The splitting rule also changes: instead of Gini or entropy, the tree optimizes reduction of variance (SSE) inside each node.

3. Summary

Random Forests use the same machinery for both tasks:

Same tree structure
Same bootstrap sampling
Same random feature selection
Same recursive splitting procedure

The only change is the leaf output:

Classification: most frequent class
Regression: mean of the numerical target values

And the only change in the ensemble rule:

Classification: majority vote
Regression: average of predictions

This unified view explains why Random Forests are highly flexible and easy to extend to many real-world problems.

4. Coming Next

Gradient Boosting methods such as Gradient Boosting Machines, XGBoost, LightGBM and CatBoost follow the same dual nature — they can perform both classification and continuous-value prediction. In a future article, we will explore how boosting uses gradients instead of votes or means, and why this often achieves higher accuracy on structured datasets.
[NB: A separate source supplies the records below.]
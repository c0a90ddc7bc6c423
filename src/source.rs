//! Character sources the scanner can read from.
//!
//! Every `Iterator<Item = char>` is a character source. The iterator is read strictly forward
//! and never asked for another character after it returned `None`.
//! [`ReadSource`] adapts a byte stream implementing [`std::io::Read`] to such an iterator.

use std::io::{BufReader, ErrorKind, Read};

use log::debug;

use crate::{Result, ScanpileError, ScanpileErrorKind};

/// A character source that decodes UTF-8 from a [`Read`] implementation.
///
/// The first I/O error or invalid byte sequence ends the character stream. The error is kept
/// and can be inspected with [`ReadSource::error`] or taken with [`ReadSource::take_error`].
#[derive(Debug)]
pub struct ReadSource<R: Read> {
    reader: BufReader<R>,
    // Number of bytes decoded so far.
    offset: usize,
    error: Option<ScanpileError>,
    finished: bool,
}

impl<R: Read> ReadSource<R> {
    /// Create a new character source from the given reader.
    pub fn new(reader: R) -> Self {
        Self {
            reader: BufReader::new(reader),
            offset: 0,
            error: None,
            finished: false,
        }
    }

    /// Returns the error that ended the character stream, if any.
    pub fn error(&self) -> Option<&ScanpileError> {
        self.error.as_ref()
    }

    /// Takes the error that ended the character stream, if any.
    /// Returns `Ok(())` if the stream was not ended by an error.
    pub fn take_error(&mut self) -> Result<()> {
        match self.error.take() {
            Some(error) => Err(error),
            None => Ok(()),
        }
    }

    // Reads one byte. `Ok(None)` signals the end of the byte stream.
    fn read_byte(&mut self) -> Result<Option<u8>> {
        let mut buf = [0u8; 1];
        loop {
            match self.reader.read(&mut buf) {
                Ok(0) => return Ok(None),
                Ok(_) => return Ok(Some(buf[0])),
                Err(e) if e.kind() == ErrorKind::Interrupted => continue,
                Err(e) => return Err(e.into()),
            }
        }
    }

    fn decode_char(&mut self) -> Result<Option<char>> {
        let Some(first) = self.read_byte()? else {
            return Ok(None);
        };
        let width = match first {
            0x00..=0x7f => 1,
            0xc2..=0xdf => 2,
            0xe0..=0xef => 3,
            0xf0..=0xf4 => 4,
            _ => 0,
        };
        let mut bytes = vec![first];
        if width == 0 {
            return Err(self.invalid_utf8(bytes));
        }
        while bytes.len() < width {
            match self.read_byte()? {
                Some(b) => bytes.push(b),
                None => return Err(self.invalid_utf8(bytes)),
            }
        }
        match std::str::from_utf8(&bytes) {
            Ok(s) => {
                self.offset += width;
                Ok(s.chars().next())
            }
            Err(_) => Err(self.invalid_utf8(bytes)),
        }
    }

    fn invalid_utf8(&self, bytes: Vec<u8>) -> ScanpileError {
        ScanpileError::new(ScanpileErrorKind::InvalidUtf8 {
            bytes,
            offset: self.offset,
        })
    }
}

impl<R: Read> Iterator for ReadSource<R> {
    type Item = char;

    fn next(&mut self) -> Option<Self::Item> {
        if self.finished {
            return None;
        }
        match self.decode_char() {
            Ok(Some(c)) => Some(c),
            Ok(None) => {
                self.finished = true;
                None
            }
            Err(e) => {
                debug!("Character source ended by error: {}", e);
                self.finished = true;
                self.error = Some(e);
                None
            }
        }
    }
}
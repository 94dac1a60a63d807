// Core layer - shared types and configuration
pub mod core;

// Features layer - all feature modules
pub mod features;

// Discord components and the Discord transport
pub mod message_components;

// Infrastructure
pub mod database;

// Application layer
pub mod command_handler;
pub mod commands;

pub use core::Config;

pub use features::{
    Birthday, BirthdayFlows, BirthdayNotifier, BirthdayStore, Inbound, Outbound, RateLimiter,
    Transport,
};
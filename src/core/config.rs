//! Environment-driven configuration
//!
//! Values are read once at startup after `.env` has been loaded.

use anyhow::{Context, Result};
use chrono_tz::Tz;

/// Timezone the reminder timetable runs in unless overridden
pub const DEFAULT_TIMEZONE: Tz = chrono_tz::Asia::Kolkata;

#[derive(Debug, Clone)]
pub struct Config {
    pub discord_token: String,
    pub discord_guild_id: Option<String>,
    pub database_path: String,
    pub log_level: String,
    pub timezone: Tz,
}

impl Config {
    pub fn from_env() -> Result<Self> {
        Self::from_lookup(|key| std::env::var(key).ok())
    }

    /// Build a config from an arbitrary key lookup (env vars in production, maps in tests)
    pub fn from_lookup<F>(lookup: F) -> Result<Self>
    where
        F: Fn(&str) -> Option<String>,
    {
        let discord_token = lookup("DISCORD_TOKEN")
            .filter(|v| !v.trim().is_empty())
            .context("DISCORD_TOKEN must be set")?;

        let timezone = match lookup("BIRTHDAY_TIMEZONE") {
            Some(name) => name
                .trim()
                .parse::<Tz>()
                .map_err(|e| anyhow::anyhow!("Invalid BIRTHDAY_TIMEZONE '{}': {}", name, e))?,
            None => DEFAULT_TIMEZONE,
        };

        Ok(Config {
            discord_token,
            discord_guild_id: lookup("DISCORD_GUILD_ID").filter(|v| !v.trim().is_empty()),
            database_path: lookup("DATABASE_PATH").unwrap_or_else(|| "birthdays.db".to_string()),
            log_level: lookup("LOG_LEVEL").unwrap_or_else(|| "info".to_string()),
            timezone,
        })
    }
}
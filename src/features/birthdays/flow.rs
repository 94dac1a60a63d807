//! # Feature: Birthday Dialog Flows
//!
//! Multi-step `/add`, `/search`, `/remove` and `/edit` conversations. Each
//! inbound event is matched to the prompt it answers, advances that prompt's
//! stage, and finishes with at most one store mutation.
//!
//! - **Version**: 1.1.0
//! - **Since**: 1.0.0
//! - **Toggleable**: false
//!
//! ## Changelog
//! - 1.1.0: Added `/edit` with rename and reschedule
//! - 1.0.0: Add, search and remove flows with token correlated pickers

use std::sync::Arc;

use anyhow::Result;
use log::{debug, error, info};

use crate::core::{chunk_for_message, FlowError, StoreError};

use super::command::Command;
use super::dialog::{Action, DateStep, DialogState, FlowToken, Stage};
use super::keyboards::{self, parse_name, parse_number, Selection, BLANK, CANCEL};
use super::messages;
use super::model::{clean_name, is_valid_date, Birthday, ConversationId, SearchMode, SearchQuery};
use super::query;
use super::store::BirthdayStore;
use super::transport::{MessageId, Outbound, Transport};

/// Something a user did in a conversation
#[derive(Debug, Clone, PartialEq, Eq)]
pub enum Inbound {
    /// A plain message, possibly replying to an earlier bot message
    Text {
        conversation_id: ConversationId,
        reply_to: Option<MessageId>,
        text: String,
    },
    /// A command that arrived already parsed (slash commands)
    Command {
        conversation_id: ConversationId,
        command: Command,
    },
    /// A keyboard press on a bot message
    Callback {
        conversation_id: ConversationId,
        message_id: MessageId,
        token: FlowToken,
        choice: String,
    },
}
#MachineLearning #RandomForest #DataScience #MLAlgorithms

To view or add a comment, sign in

How Random Forests Predict Classes — and Continuous Values

WEI CHE Hung

1. Random Forest for Classification

2. Random Forest for Continuous-Value Prediction (Regression)

3. Summary

4. Coming Next

More articles by WEI CHE Hung

Explore content categories

1. Random Forest for Classification

2. Random Forest for Continuous-Value Prediction (Regression)

3. Summary

4. Coming Next

More articles by WEI CHE Hung

How Claude and I Built a Local AI Agent on Two Consumer GPUs

Running a Local LLM — What I Learned Before Buying Hardware

Stop Paying for Fancy AI Features — Build Your Own Paper Intelligence Pipeline

Do You Know How OpenClaw Actually Runs Your Terminal Commands?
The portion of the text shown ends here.